NVIDIA’s Tensor core GPU took less than an hour to train the BERT model

BERT, short for, Bidirectional Encoder Representations from Transformers, was introduced by a team of researchers at Google Language AI. It is capable of performing a wide variety of state-of-the-art NLP tasks including Q&A, sentiment analysis, and sentence classification. What makes BERT different from other language models is that it applies the bidirectional training of Transformer to language modelling. Transformer is an attention mechanism that learns contextual relations between words in a text. It is designed to pre-train deep bidirectional representations from the unlabeled text by using both left and right context in all layers.

NVIDIA researchers chose BERT-LARGE, a version of BERT created with 340 million parameters for the study. NVIDIA’s DGX SuperPOD was able to train the model in a record-breaking time of 53 minutes. The Super POD was made up of 92 DGX-2H nodes and 1472 GPUs, which were running PyTorch with Automatic Mixed Precision.

The following table shows the time taken to train BERT-Large for various numbers of GPUs:

NVIDIA BERT

Source: NVIDIA

Looking at these results, the team concluded, “The combination of GPUs with plenty of computing power and high-bandwidth access to lots of DRAM, and fast interconnect technologies, makes the NVIDIA data center platform optimal for dramatically accelerating complex networks like BERT.

In a conversation with reporters and analysts, Bryan Catarazano, Vice President of Applied Deep Learning Research at NVIDIA said, “Without this kind of technology, it can take weeks to train one of these large language models.” NVIDIA further said that it has achieved the fastest BERT inference time of 2.2 milliseconds by running it on a Tesla T4 GPU and TensorRT 5.1 optimized for datacenter inference.

NVIDIA launches Project Megatron, under which it will research training transformer language models at scale

Beginning this year, OpenAI introduced the 1.5 billion parameter GPT-2 language model that generates nearly coherent and meaningful texts.
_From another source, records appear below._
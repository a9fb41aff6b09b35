//! RGB to RGBW filter

use crate::color::{pack_rgbw, rgb_from_u32, rgb_to_rgbw};

use super::Filter;

/// Rewrites each pixel as corrected RGB plus a derived white channel
///
/// Pixels with no color (R = G = B = 0) are left untouched.
#[derive(Debug, Clone, Copy)]
pub(crate) struct RgbwConversion;

impl Filter for RgbwConversion {
    fn apply(&self, pixels: &mut [u32]) {
        for pixel in pixels.iter_mut() {
            let color = rgb_from_u32(*pixel);
            if color.r == 0 && color.g == 0 && color.b == 0 {
                continue;
            }
            *pixel = pack_rgbw(rgb_to_rgbw(color));
        }
    }
}
//! RGB to RGBW conversion
//!
//! Extracts the largest white component that keeps hue and saturation,
//! leaving the remainder in the RGB channels.

use crate::color::{Rgb, Rgbw, White};

/// Derive a white channel from an RGB color
///
/// Black stays black. The arithmetic runs in `f64` and truncates toward zero,
/// so some grays keep a residual of 1 in each color channel.
#[allow(clippy::cast_possible_truncation, clippy::cast_sign_loss)]
pub fn rgb_to_rgbw(color: Rgb) -> Rgbw {
    let max = color.r.max(color.g).max(color.b);
    if max == 0 {
        return Rgbw {
            r: 0,
            g: 0,
            b: 0,
            a: White(0),
        };
    }

    let multiplier = 255.0 / f64::from(max);
    let r_hue = f64::from(color.r) * multiplier;
    let g_hue = f64::from(color.g) * multiplier;
    let b_hue = f64::from(color.b) * multiplier;

    let max_hue = r_hue.max(g_hue).max(b_hue);
    let min_hue = r_hue.min(g_hue).min(b_hue);
    let whiteness = (((max_hue + min_hue) / 2.0 - 127.5) * 2.0 / multiplier) as u8;

    Rgbw {
        r: color.r.saturating_sub(whiteness),
        g: color.g.saturating_sub(whiteness),
        b: color.b.saturating_sub(whiteness),
        a: White(whiteness),
    }
}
The NVIDIA Research team has built a scaled-up version of this model, called GPT-2 8B. As its name suggests, it is made up of 8.3 billion parameters, which makes it 24X the size of BERT-Large.

To train this huge model the team used PyTorch with 8-way model parallelism and 64-way data parallelism on 512 GPUs. This experiment was part of a bigger project called Project Megatron, under which the team is trying to create a platform that facilitates the training of such “enormous billion-plus Transformer-based networks.”

Here’s a graph showing the compute performance and scaling efficiency achieved:

GPT-2 8B

Source: NVIDIA

With the increase in the number of parameters, there was also a noticeable improvement in accuracy as compared to smaller models. The model was able to achieve a wikitext perplexity of 17.41, which surpasses previous results on the wikitext test dataset by Transformer-XL. However, it does start to overfit after about six epochs of training that can be mitigated by using even larger scale problems and datasets.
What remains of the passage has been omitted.